Sheyla O'Donnell, Staff Writer

          The glaringly obvious 92.3% on the computer glowed brighter amongst all the near-perfect grades on Mira’s screen. A nonchalant A- gleamed proudly with a sneer as if to taunt the poor girl. She had done everything right. Mira had stayed up, wrote through hand cramps, and bit her lip even when her slightly misogynistic lab partner had written wrong answers during class, only to spend twice as much time erasing and perfecting their lab reports. Mira bent over backward to grasp the perfection that she so desperately yearned for. If she would’ve studied for a bit longer, or maybe if she would’ve predicted her teacher’s cruel idea of fun in the form of a pop quiz that was only out of five, she wouldn’t be in this situation. For your information, Mira earned a startling three out of five that she assumed wouldn’t hurt her impeccable grade point average. Oh, how wrong she was. 

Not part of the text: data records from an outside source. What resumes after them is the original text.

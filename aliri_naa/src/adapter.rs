//! Translation between this crate's types and the host bridge's messages

use aliri_clock::UnixTime;

use crate::{
    account::AccountInfo,
    bridge::dto::{BridgeError, BridgeStatusCode, NaaAccountInfo, NaaResponse, NaaTokenRequest},
    claims::{extract_token_claims, IdTokenClaims},
    config::NestedAppAuthConfig,
    credential::{CachedAccessToken, CachedIdToken},
    error::{AuthError, BridgeFailure, BridgeFailureKind},
    request::ValidRequest,
    result::AuthenticationResult,
    scope::ScopeSet,
    ClientId, HomeAccountId, LocalAccountId, TenantId,
};

const CLOUD_GRAPH_HOST_NAME: &str = "cloud_graph_host_name";
const MS_GRAPH_HOST: &str = "msgraph_host";

/// Converts requests, responses and errors to and from the host's shapes
///
/// Every conversion is pure. Nothing here talks to the host or to storage.
#[derive(Clone, Debug)]
pub struct NestedAppAuthAdapter {
    client_id: ClientId,
    authority: String,
    client_capabilities: Vec<String>,
}

impl NestedAppAuthAdapter {
    /// Constructs an adapter for the configured client
    pub fn new(config: &NestedAppAuthConfig) -> Self {
        Self {
            client_id: config.client_id().clone(),
            authority: config.authority().to_owned(),
            client_capabilities: config.client_capabilities().to_vec(),
        }
    }

    /// Builds the message sent to the host for a request
    pub fn to_naa_token_request(&self, request: &ValidRequest) -> Result<NaaTokenRequest, AuthError> {
        Ok(NaaTokenRequest {
            platform_broker_id: request.account().map(|a| a.home_account_id.clone()),
            client_id: self.client_id.clone(),
            authority: request
                .authority()
                .unwrap_or(&self.authority)
                .to_owned(),
            scope: request.effective_scopes().to_string(),
            correlation_id: request.correlation_id().to_owned(),
            claims: self.merge_claims(request.claims())?,
            state: request.state().map(ToOwned::to_owned),
            authentication_scheme: request.authentication_scheme(),
            extra_parameters: request.extra_query_parameters().clone(),
        })
    }

    /// Adds the client capabilities to the requested claims
    ///
    /// Without capabilities the claims are passed through untouched.
    fn merge_claims(&self, claims: Option<&str>) -> Result<Option<String>, AuthError> {
        let claims = claims.filter(|c| !c.trim().is_empty());
        if self.client_capabilities.is_empty() {
            return Ok(claims.map(ToOwned::to_owned));
        }

        let mut root = match claims {
            Some(c) => match serde_json::from_str::<serde_json::Value>(c) {
                Ok(serde_json::Value::Object(map)) => map,
                Ok(_) => {
                    return Err(AuthError::InvalidClaimsRequest(
                        "claims must be a JSON object".into(),
                    ))
                }
                Err(e) => return Err(AuthError::InvalidClaimsRequest(e.to_string())),
            },
            None => serde_json::Map::new(),
        };

        let access_token = root
            .entry("access_token")
            .or_insert_with(|| serde_json::Value::Object(serde_json::Map::new()));
        match access_token {
            serde_json::Value::Object(map) => {
                map.insert(
                    "xms_cc".into(),
                    serde_json::json!({ "values": self.client_capabilities }),
                );
            }
            _ => {
                return Err(AuthError::InvalidClaimsRequest(
                    "access_token claims must be a JSON object".into(),
                ))
            }
        }

        Ok(Some(serde_json::Value::Object(root).to_string()))
    }

    /// Builds a result from the host's response
    ///
    /// `request_timestamp` is the time the request was sent; the host reports
    /// expiry relative to it.
    pub fn from_naa_token_response(
        &self,
        request: &ValidRequest,
        response: NaaResponse,
        request_timestamp: UnixTime,
    ) -> Result<AuthenticationResult, AuthError> {
        let NaaResponse { token, account } = response;

        let id_token = token
            .id_token
            .ok_or_else(|| BridgeFailure::invalid_response("response is missing an ID token"))?;
        let access_token = token.access_token.ok_or_else(|| {
            BridgeFailure::invalid_response("response is missing an access token")
        })?;

        let claims = extract_token_claims(&id_token).map_err(|e| {
            BridgeFailure::invalid_response(format!("unable to decode ID token: {}", e))
        })?;
        let account = self.from_naa_account_info(&account, Some(&claims))?;

        let scopes = match token.scope.as_deref() {
            Some(scope) if !scope.trim().is_empty() => scope.parse::<ScopeSet>().map_err(|e| {
                BridgeFailure::invalid_response(format!("response scopes are invalid: {}", e))
            })?,
            _ => request.effective_scopes(),
        };

        let expires_on = token
            .expires_in
            .checked_add(request_timestamp.0)
            .map(UnixTime)
            .ok_or_else(|| BridgeFailure::invalid_response("expires_in is out of range"))?;
        let property = |name: &str| {
            token
                .properties
                .get(name)
                .and_then(|v| v.as_str())
                .map(ToOwned::to_owned)
        };

        Ok(AuthenticationResult {
            authority: token
                .authority
                .clone()
                .unwrap_or_else(|| account.environment.clone()),
            unique_id: account.local_account_id.clone(),
            tenant_id: account.tenant_id.clone(),
            scopes,
            id_token,
            id_token_claims: claims,
            access_token,
            refresh_token: token.refresh_token.clone(),
            from_cache: false,
            expires_on,
            ext_expires_on: expires_on,
            token_type: request.authentication_scheme(),
            correlation_id: request.correlation_id().to_owned(),
            state: request.state().map(ToOwned::to_owned),
            cloud_graph_host_name: property(CLOUD_GRAPH_HOST_NAME),
            ms_graph_host: property(MS_GRAPH_HOST),
            account,
        })
    }

    /// Builds an account from the host's description, filling gaps from the
    /// ID token's claims
    ///
    /// The home account identifier falls back to `<local id>.<tenant id>`.
    pub fn from_naa_account_info(
        &self,
        account: &NaaAccountInfo,
        claims: Option<&IdTokenClaims>,
    ) -> Result<AccountInfo, AuthError> {
        let local_account_id = account
            .local_account_id
            .clone()
            .or_else(|| {
                claims
                    .and_then(|c| c.oid.clone().or_else(|| c.sub.clone()))
                    .map(LocalAccountId::from)
            })
            .ok_or_else(|| BridgeFailure::invalid_response("account has no local identifier"))?;

        let tenant_id = account
            .tenant_id
            .clone()
            .or_else(|| claims.and_then(|c| c.tid.clone()).map(TenantId::from))
            .ok_or_else(|| BridgeFailure::invalid_response("account has no tenant"))?;

        let home_account_id = account.home_account_id.clone().unwrap_or_else(|| {
            HomeAccountId::from(format!("{}.{}", local_account_id, tenant_id))
        });

        Ok(AccountInfo {
            home_account_id,
            environment: account.environment.clone(),
            tenant_id,
            username: account
                .username
                .clone()
                .or_else(|| claims.and_then(|c| c.preferred_username.clone()))
                .unwrap_or_default(),
            local_account_id,
            name: account
                .name
                .clone()
                .or_else(|| claims.and_then(|c| c.name.clone())),
            id_token_claims: claims.cloned(),
        })
    }

    /// Translates a host failure into this crate's error taxonomy
    pub fn from_bridge_error(&self, error: &BridgeError) -> AuthError {
        let (kind, default_code) = match error.status {
            BridgeStatusCode::UserCancel => (BridgeFailureKind::UserCancelled, "user_cancelled"),
            BridgeStatusCode::NoNetwork => (
                BridgeFailureKind::NoNetworkConnectivity,
                "no_network_connectivity",
            ),
            BridgeStatusCode::AccountUnavailable => {
                (BridgeFailureKind::NoAccountFound, "no_account_found")
            }
            BridgeStatusCode::Disabled => (
                BridgeFailureKind::BridgeDisabled,
                "nested_app_auth_bridge_disabled",
            ),
            BridgeStatusCode::NestedAppAuthUnavailable => (
                BridgeFailureKind::BridgeUnavailable,
                "nested_app_auth_bridge_disabled",
            ),
            BridgeStatusCode::TransientError | BridgeStatusCode::PersistentError => {
                (BridgeFailureKind::Server, "server_error")
            }
            BridgeStatusCode::UserInteractionRequired => {
                (BridgeFailureKind::InteractionRequired, "interaction_required")
            }
            BridgeStatusCode::Unknown => (BridgeFailureKind::Unknown, "unknown_error"),
        };

        AuthError::Bridge(BridgeFailure {
            kind,
            code: error
                .code
                .clone()
                .filter(|c| !c.is_empty())
                .unwrap_or_else(|| default_code.to_owned()),
            description: error.description.clone(),
            sub_error: error.sub_error.clone(),
        })
    }

    /// Builds a result from cached tokens
    ///
    /// `request` must already be normalized for a cache lookup.
    pub fn from_cached_tokens(
        &self,
        account: &AccountInfo,
        id_token: &CachedIdToken,
        access_token: &CachedAccessToken,
        request: &ValidRequest,
    ) -> AuthenticationResult {
        let mut account = account.clone();
        if account.id_token_claims.is_none() {
            account.id_token_claims = Some(id_token.claims.clone());
        }

        AuthenticationResult {
            authority: request
                .authority()
                .map(ToOwned::to_owned)
                .unwrap_or_else(|| account.environment.clone()),
            unique_id: account.local_account_id.clone(),
            tenant_id: access_token.realm.clone(),
            scopes: access_token.target.clone(),
            id_token: id_token.secret.clone(),
            id_token_claims: id_token.claims.clone(),
            access_token: access_token.secret.clone(),
            refresh_token: None,
            from_cache: true,
            expires_on: access_token.expires_on,
            ext_expires_on: access_token.extended_expires_on,
            token_type: access_token.token_type,
            correlation_id: request.correlation_id().to_owned(),
            state: request.state().map(ToOwned::to_owned),
            cloud_graph_host_name: None,
            ms_graph_host: None,
            account,
        }
    }
}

        Mira’s stomach tied itself in multiple knots that forced her to clutch at it as she attempted to regulate her breathing. She wished her grades were in paper form, so she could allow them to catch fire at approximately 451 degrees Fahrenheit. Thank you for that little tidbit, Mr. Bradbury. She threw her phone on her hardwood floor and gasped for breath the second it was out of sight. Mira pinched the skin on her forearm to push the mental pain away and allow for the physical pain. Unfortunately, it took only two minutes for her to slide into a half hour of body-wracking sobs that soaked her floor. 

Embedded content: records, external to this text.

//! The outcome of token acquisition

use aliri_clock::UnixTime;

use crate::{
    account::AccountInfo, claims::IdTokenClaims, request::AuthenticationScheme, scope::ScopeSet,
    AccessToken, AccessTokenRef, CorrelationId, CorrelationIdRef, IdToken, IdTokenRef,
    LocalAccountId, LocalAccountIdRef, RefreshToken, RefreshTokenRef, TenantId, TenantIdRef,
};

/// The outcome of a successful token acquisition
///
/// Results are built once, either from the cache or from a host response,
/// and are not modified afterwards.
#[derive(Clone, Debug, PartialEq)]
pub struct AuthenticationResult {
    pub(crate) authority: String,
    pub(crate) unique_id: LocalAccountId,
    pub(crate) tenant_id: TenantId,
    pub(crate) scopes: ScopeSet,
    pub(crate) account: AccountInfo,
    pub(crate) id_token: IdToken,
    pub(crate) id_token_claims: IdTokenClaims,
    pub(crate) access_token: AccessToken,
    pub(crate) refresh_token: Option<RefreshToken>,
    pub(crate) from_cache: bool,
    pub(crate) expires_on: UnixTime,
    pub(crate) ext_expires_on: UnixTime,
    pub(crate) token_type: AuthenticationScheme,
    pub(crate) correlation_id: CorrelationId,
    pub(crate) state: Option<String>,
    pub(crate) cloud_graph_host_name: Option<String>,
    pub(crate) ms_graph_host: Option<String>,
}

impl AuthenticationResult {
    /// The authority that issued the tokens
    #[inline]
    pub fn authority(&self) -> &str {
        &self.authority
    }

    /// The account's identifier in its tenant
    #[inline]
    pub fn unique_id(&self) -> &LocalAccountIdRef {
        &self.unique_id
    }

    /// The tenant the tokens were issued in
    #[inline]
    pub fn tenant_id(&self) -> &TenantIdRef {
        &self.tenant_id
    }

    /// The scopes granted by the access token
    #[inline]
    pub fn scopes(&self) -> &ScopeSet {
        &self.scopes
    }

    /// The account the tokens belong to
    #[inline]
    pub fn account(&self) -> &AccountInfo {
        &self.account
    }

    /// The ID token
    #[inline]
    pub fn id_token(&self) -> &IdTokenRef {
        &self.id_token
    }

    /// Claims decoded from the ID token
    #[inline]
    pub fn id_token_claims(&self) -> &IdTokenClaims {
        &self.id_token_claims
    }

    /// The access token
    #[inline]
    pub fn access_token(&self) -> &AccessTokenRef {
        &self.access_token
    }

    /// The refresh token, if the host handed one over
    #[inline]
    pub fn refresh_token(&self) -> Option<&RefreshTokenRef> {
        self.refresh_token.as_deref()
    }

    /// Whether the result was served from the cache
    #[inline]
    pub fn from_cache(&self) -> bool {
        self.from_cache
    }

    /// When the access token expires
    #[inline]
    pub fn expires_on(&self) -> UnixTime {
        self.expires_on
    }

    /// When the access token stops being usable during an authority outage
    #[inline]
    pub fn ext_expires_on(&self) -> UnixTime {
        self.ext_expires_on
    }

    /// The token type
    #[inline]
    pub fn token_type(&self) -> AuthenticationScheme {
        self.token_type
    }

    /// The correlation identifier of the request that produced this result
    #[inline]
    pub fn correlation_id(&self) -> &CorrelationIdRef {
        &self.correlation_id
    }

    /// The caller's opaque state
    #[inline]
    pub fn state(&self) -> Option<&str> {
        self.state.as_deref()
    }

    /// The cloud graph host reported by the host
    #[inline]
    pub fn cloud_graph_host_name(&self) -> Option<&str> {
        self.cloud_graph_host_name.as_deref()
    }

    /// The Microsoft Graph host reported by the host
    #[inline]
    pub fn ms_graph_host(&self) -> Option<&str> {
        self.ms_graph_host.as_deref()
    }

    /// Length of the access token
    #[inline]
    pub fn access_token_size(&self) -> usize {
        self.access_token.as_str().len()
    }

    /// Length of the ID token
    #[inline]
    pub fn id_token_size(&self) -> usize {
        self.id_token.as_str().len()
    }
}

       This scene, described in vivid detail, is more common than one might think. In 2011, there were more than 3.2 million children in the U.S that were placed in gifted programs. With a student’s gifted brain working at a speed far faster than any peers around them, children tend to grow isolated. They stress about the classes six months ahead. Talented individuals tend to be highly sensitive, passionate, and idealistic and are far more likely to analyze everything to a nearly microscopic level. They begin as young as toddlers, whose first word may be “why?” As a child, I asked why far too many times to be tolerated. I would look up at my mother and ask why the leaves were falling or turning colors, and occasionally I would even stump my brilliant mother. They want to know about everything in precise detail. Not only do gifted children want to know how, but they also wish to understand why

      It is common for gifted children to feel withdrawn and odd from their peers or even family members. They can become highly critical of anyone deemed “less” worthy due to their lower intelligence. They can see any goal that doesn’t mirror their own as superficial or insignificant. 

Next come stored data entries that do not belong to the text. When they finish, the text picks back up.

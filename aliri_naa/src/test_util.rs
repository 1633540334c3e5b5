//! Shared fixtures and fakes for unit tests

use std::{
    collections::VecDeque,
    sync::{
        atomic::{AtomicU64, AtomicUsize, Ordering},
        Arc, Mutex,
    },
};

use aliri_base64::Base64Url;
use aliri_clock::{Clock, UnixTime};
use async_trait::async_trait;

use crate::{
    account::{AccountEntity, AccountFilter, AccountInfo},
    adapter::NestedAppAuthAdapter,
    bridge::{
        dto::{
            AccountContext, BridgeError, BridgeStatusCode, HostCapabilities, NaaAccountInfo,
            NaaResponse, NaaTokenRequest, NaaTokenResponse,
        },
        HostBridge,
    },
    claims::IdTokenClaims,
    config::NestedAppAuthConfig,
    credential::{CachedAccessToken, CachedIdToken, TokenKeys},
    crypto::CryptoProvider,
    error::AuthError,
    events::{EventMessage, EventSink, EventType},
    performance::{Measurement, MeasurementFields, PerformanceClient, PerformanceEvent},
    request::{AuthRequest, AuthenticationScheme, TokenRequest, ValidRequest},
    result::AuthenticationResult,
    storage::{AuthStorage, InMemoryStorage, StorageError},
    AccessToken, ClientId, CorrelationId, CorrelationIdRef, HomeAccountId, IdToken,
    LocalAccountId, TenantId, TenantIdRef,
};

pub(crate) const ENVIRONMENT: &str = "login.microsoftonline.com";

pub(crate) fn claims(name: &str) -> IdTokenClaims {
    IdTokenClaims {
        oid: Some(format!("{}-oid", name)),
        tid: Some("tenant".into()),
        preferred_username: Some(format!("{}@contoso.com", name)),
        ..IdTokenClaims::default()
    }
}

/// An account named `name` in the `tenant` tenant
pub(crate) fn account(name: &str) -> AccountInfo {
    AccountInfo {
        home_account_id: HomeAccountId::from(format!("{}-oid.tenant", name)),
        environment: ENVIRONMENT.into(),
        tenant_id: TenantId::from_static("tenant"),
        username: format!("{}@contoso.com", name),
        local_account_id: LocalAccountId::from(format!("{}-oid", name)),
        name: None,
        id_token_claims: Some(claims(name)),
    }
}

/// An unsigned ID token carrying the given claims
pub(crate) fn id_token(claims: serde_json::Value) -> IdToken {
    let header = Base64Url::from_raw(br#"{"alg":"none"}"#.to_vec());
    let payload = Base64Url::from_raw(serde_json::to_vec(&claims).unwrap_or_default());
    IdToken::from(format!("{}.{}.", header, payload))
}

pub(crate) fn id_token_for(account: &AccountInfo) -> IdToken {
    let claims = account.id_token_claims.clone().unwrap_or_default();
    id_token(serde_json::to_value(&claims).unwrap_or_default())
}

pub(crate) fn cached_access_token(
    account: &AccountInfo,
    scopes: &str,
    cached_at: UnixTime,
    expires_on: UnixTime,
) -> CachedAccessToken {
    CachedAccessToken {
        secret: AccessToken::from(format!("at-{}", account.local_account_id)),
        home_account_id: account.home_account_id.clone(),
        environment: account.environment.clone(),
        realm: account.tenant_id.clone(),
        client_id: ClientId::from_static("client"),
        target: scopes.parse().unwrap_or_default(),
        token_type: AuthenticationScheme::Bearer,
        cached_at,
        expires_on,
        extended_expires_on: expires_on,
    }
}

/// A host response granting `scopes` to `account`
pub(crate) fn naa_response(account: &AccountInfo, scopes: &str, expires_in: u64) -> NaaResponse {
    NaaResponse {
        token: NaaTokenResponse {
            access_token: Some(AccessToken::from(format!(
                "at-{}-{}",
                account.local_account_id, expires_in
            ))),
            expires_in,
            id_token: Some(id_token_for(account)),
            scope: Some(scopes.into()),
            ..NaaTokenResponse::default()
        },
        account: NaaAccountInfo {
            home_account_id: Some(account.home_account_id.clone()),
            environment: account.environment.clone(),
            tenant_id: Some(account.tenant_id.clone()),
            username: Some(account.username.clone()),
            local_account_id: Some(account.local_account_id.clone()),
            name: account.name.clone(),
        },
    }
}

/// A result as the host would produce it, expiring at `expires_on`
pub(crate) fn bridge_result(
    account: &AccountInfo,
    scopes: &str,
    expires_on: u64,
) -> AuthenticationResult {
    let adapter =
        NestedAppAuthAdapter::new(&NestedAppAuthConfig::new(ClientId::from_static("client")));
    let request = TokenRequest::SsoSilent(AuthRequest::new(scopes.parse().unwrap_or_default()))
        .into_valid(&SequentialGuids::default());

    adapter
        .from_naa_token_response(
            &request,
            naa_response(account, scopes, expires_on),
            UnixTime(0),
        )
        .unwrap()
}

/// Hands out `guid-1`, `guid-2`, and so on
#[derive(Debug, Default)]
pub(crate) struct SequentialGuids(AtomicUsize);

impl SequentialGuids {
    pub(crate) fn issued(&self) -> usize {
        self.0.load(Ordering::SeqCst)
    }
}

impl CryptoProvider for SequentialGuids {
    fn create_new_guid(&self) -> String {
        format!("guid-{}", self.0.fetch_add(1, Ordering::SeqCst) + 1)
    }
}

/// A clock whose time is shared between its clones
#[derive(Clone, Debug, Default)]
pub(crate) struct SharedClock(Arc<AtomicU64>);

impl SharedClock {
    pub(crate) fn at(secs: u64) -> Self {
        Self(Arc::new(AtomicU64::new(secs)))
    }

    pub(crate) fn set(&self, secs: u64) {
        self.0.store(secs, Ordering::SeqCst);
    }
}

impl Clock for SharedClock {
    fn now(&self) -> UnixTime {
        UnixTime(self.0.load(Ordering::SeqCst))
    }
}

/// Storage that rejects every hydration
#[derive(Debug)]
pub(crate) struct FailingStorage {
    pub(crate) inner: InMemoryStorage<SharedClock>,
}

impl FailingStorage {
    pub(crate) fn new(clock: SharedClock) -> Self {
        Self {
            inner: InMemoryStorage::new(ClientId::from_static("client")).with_clock(clock),
        }
    }
}

impl Default for FailingStorage {
    fn default() -> Self {
        Self::new(SharedClock::default())
    }
}

#[async_trait]
impl AuthStorage for FailingStorage {
    async fn initialize(&self, correlation_id: &CorrelationIdRef) -> Result<(), StorageError> {
        self.inner.initialize(correlation_id).await
    }

    fn get_token_keys(&self, account: &AccountInfo) -> TokenKeys {
        self.inner.get_token_keys(account)
    }

    fn get_access_token(
        &self,
        account: &AccountInfo,
        request: &ValidRequest,
        keys: &TokenKeys,
        tenant_id: Option<&TenantIdRef>,
    ) -> Option<CachedAccessToken> {
        self.inner.get_access_token(account, request, keys, tenant_id)
    }

    fn get_id_token(
        &self,
        account: &AccountInfo,
        keys: &TokenKeys,
        tenant_id: Option<&TenantIdRef>,
    ) -> Option<CachedIdToken> {
        self.inner.get_id_token(account, keys, tenant_id)
    }

    fn set_account(&self, entity: AccountEntity) {
        self.inner.set_account(entity)
    }

    fn get_all_accounts(&self, filter: &AccountFilter) -> Vec<AccountInfo> {
        self.inner.get_all_accounts(filter)
    }

    fn set_active_account(&self, account: Option<&AccountInfo>) {
        self.inner.set_active_account(account)
    }

    fn get_active_account(&self) -> Option<AccountInfo> {
        self.inner.get_active_account()
    }

    async fn remove_account_context(&self, account: &AccountInfo) -> Result<(), StorageError> {
        self.inner.remove_account_context(account).await
    }

    async fn hydrate_cache(
        &self,
        _result: &AuthenticationResult,
        _request: &ValidRequest,
    ) -> Result<(), StorageError> {
        Err(StorageError::Write {
            entity: "access token",
            reason: "quota exceeded".into(),
        })
    }
}

/// Which host entry point was called
#[derive(Clone, Copy, Debug, PartialEq, Eq)]
pub(crate) enum BridgeCall {
    Interactive,
    Silent,
}

/// A host that answers from a queue of scripted responses
#[derive(Debug, Default)]
pub(crate) struct ScriptedBridge {
    responses: Mutex<VecDeque<Result<NaaResponse, BridgeError>>>,
    calls: Mutex<Vec<(BridgeCall, NaaTokenRequest)>>,
    account_context: Option<AccountContext>,
    capabilities: Option<HostCapabilities>,
    active_account: Option<NaaAccountInfo>,
}

impl ScriptedBridge {
    pub(crate) fn with_account_context(mut self, account: &AccountInfo) -> Self {
        self.account_context = Some(AccountContext {
            home_account_id: account.home_account_id.clone(),
            environment: Some(account.environment.clone()),
            tenant_id: Some(account.tenant_id.clone()),
        });
        self
    }

    pub(crate) fn with_active_account(mut self, account: &AccountInfo) -> Self {
        self.capabilities = Some(HostCapabilities {
            query_account: true,
        });
        self.active_account = Some(naa_response(account, "", 0).account);
        self
    }

    pub(crate) fn respond_with(self, response: Result<NaaResponse, BridgeError>) -> Self {
        if let Ok(mut responses) = self.responses.lock() {
            responses.push_back(response);
        }
        self
    }

    pub(crate) fn calls(&self) -> Vec<(BridgeCall, NaaTokenRequest)> {
        self.calls.lock().map(|c| c.clone()).unwrap_or_default()
    }

    fn answer(
        &self,
        call: BridgeCall,
        request: &NaaTokenRequest,
    ) -> Result<NaaResponse, BridgeError> {
        if let Ok(mut calls) = self.calls.lock() {
            calls.push((call, request.clone()));
        }
        self.responses
            .lock()
            .ok()
            .and_then(|mut r| r.pop_front())
            .unwrap_or_else(|| {
                Err(BridgeError::new(BridgeStatusCode::Unknown).with_code("no_scripted_response"))
            })
    }
}

#[async_trait]
impl HostBridge for ScriptedBridge {
    async fn get_token_interactive(
        &self,
        request: &NaaTokenRequest,
    ) -> Result<NaaResponse, BridgeError> {
        self.answer(BridgeCall::Interactive, request)
    }

    async fn get_token_silent(
        &self,
        request: &NaaTokenRequest,
    ) -> Result<NaaResponse, BridgeError> {
        self.answer(BridgeCall::Silent, request)
    }

    async fn get_active_account(&self) -> Result<Option<NaaAccountInfo>, BridgeError> {
        Ok(self.active_account.clone())
    }

    fn get_account_context(&self) -> Option<AccountContext> {
        self.account_context.clone()
    }

    fn get_host_capabilities(&self) -> Option<HostCapabilities> {
        self.capabilities
    }
}

/// Collects every emitted event
#[derive(Clone, Debug, Default)]
pub(crate) struct RecordedEvents(Arc<Mutex<Vec<EventMessage>>>);

impl RecordedEvents {
    pub(crate) fn all(&self) -> Vec<EventMessage> {
        self.0.lock().map(|e| e.clone()).unwrap_or_default()
    }

    pub(crate) fn types(&self) -> Vec<EventType> {
        self.all().iter().map(|e| e.event_type).collect()
    }
}

impl EventSink for RecordedEvents {
    fn emit_event(&self, message: &EventMessage) {
        if let Ok(mut events) = self.0.lock() {
            events.push(message.clone());
        }
    }
}

/// A completed measurement
#[derive(Clone, Debug)]
pub(crate) struct RecordedMeasurement {
    pub(crate) event: PerformanceEvent,
    pub(crate) correlation_id: CorrelationId,
    pub(crate) fields: MeasurementFields,
    pub(crate) counters: Vec<(&'static str, u64)>,
    pub(crate) error: Option<AuthError>,
}

/// Collects measurements as they start and end
#[derive(Clone, Debug, Default)]
pub(crate) struct RecordedMeasurements {
    started: Arc<Mutex<Vec<PerformanceEvent>>>,
    ended: Arc<Mutex<Vec<RecordedMeasurement>>>,
}

impl RecordedMeasurements {
    pub(crate) fn started(&self) -> Vec<PerformanceEvent> {
        self.started.lock().map(|s| s.clone()).unwrap_or_default()
    }

    pub(crate) fn ended(&self) -> Vec<RecordedMeasurement> {
        self.ended.lock().map(|e| e.clone()).unwrap_or_default()
    }
}

impl PerformanceClient for RecordedMeasurements {
    fn start_measurement(
        &self,
        event: PerformanceEvent,
        correlation_id: &CorrelationIdRef,
    ) -> Box<dyn Measurement> {
        if let Ok(mut started) = self.started.lock() {
            started.push(event);
        }
        Box::new(Recording {
            sink: self.ended.clone(),
            record: RecordedMeasurement {
                event,
                correlation_id: correlation_id.to_owned(),
                fields: MeasurementFields::default(),
                counters: Vec::new(),
                error: None,
            },
        })
    }
}

struct Recording {
    sink: Arc<Mutex<Vec<RecordedMeasurement>>>,
    record: RecordedMeasurement,
}

impl Measurement for Recording {
    fn add(&mut self, fields: MeasurementFields) {
        self.record.fields.merge(fields);
    }

    fn increment(&mut self, counter: &'static str, by: u64) {
        self.record.counters.push((counter, by));
    }

    fn end(mut self: Box<Self>, fields: MeasurementFields, error: Option<&AuthError>) {
        self.record.fields.merge(fields);
        self.record.error = error.cloned();
        if let Ok(mut ended) = self.sink.lock() {
            ended.push(self.record.clone());
        }
    }
}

        Existential depression is common in gifted individuals. Existential depression is a type of depression that revolves mainly around existential concepts such as life, death, oppression, and even disease. Manifestations of this form of depression may vary in severity, and symptoms and some examples include: 

  1. Avoidance of other peers because they are unable to relate 
  2. Lacking the motivation to participate in activities that once seemed enjoyable 
  3. Extreme feelings of distress, anxiety, and even sadness about the state of the world
  4. An obsessive interest in the overall meaning of life and death 

            A quote sourced by the National Association for Gifted Children (NAGC) states, “About 10% of gifted adolescents experience clinically significant levels of depression*.” Students are constantly subjected to standardized tests such as AP exams, SATs, ACTs, and state testing. Children tend to face constant competition between classmates, whether on the subject of academia or athletics, and students face increased expectations of parents and obscene amounts of homework. Yet, that is simply describing only the average student.

           Gifted students run ragged with AP courses, internships, volunteer work, and extracurricular activities to fulfill their need for perfection. One may gaslight themselves into thinking they can handle such a loaded schedule. However, they will not allow themselves to believe that being adequate isn’t a failure in life. 

             Being gifted can isolate a child due to their high-functioning brain, making them feel far more alone. Giftedness is usually seen as a highly coveted gift that keeps giving and giving. Yet, many do not understand the true downfalls that can follow being gifted. Being gifted does not just mean being smart or talented. It also enhances one’s ability to comprehend things and their sensitivity and empathy. This may cause children to ponder dismal topics such as the state of the world and life and death. Many children begin to feel that if they are not living up to their “perfect” standard, they are living an insignificant life. Therefore, it is crucial to shine a light on the downfalls of being gifted so as not to always glorify giftedness as something to envy constantly. For it is not always a gift and can occasionally be a burden.


*Baker (2004) in Chapter 7 Parent’s Guide to Gifted Children, Webb et al.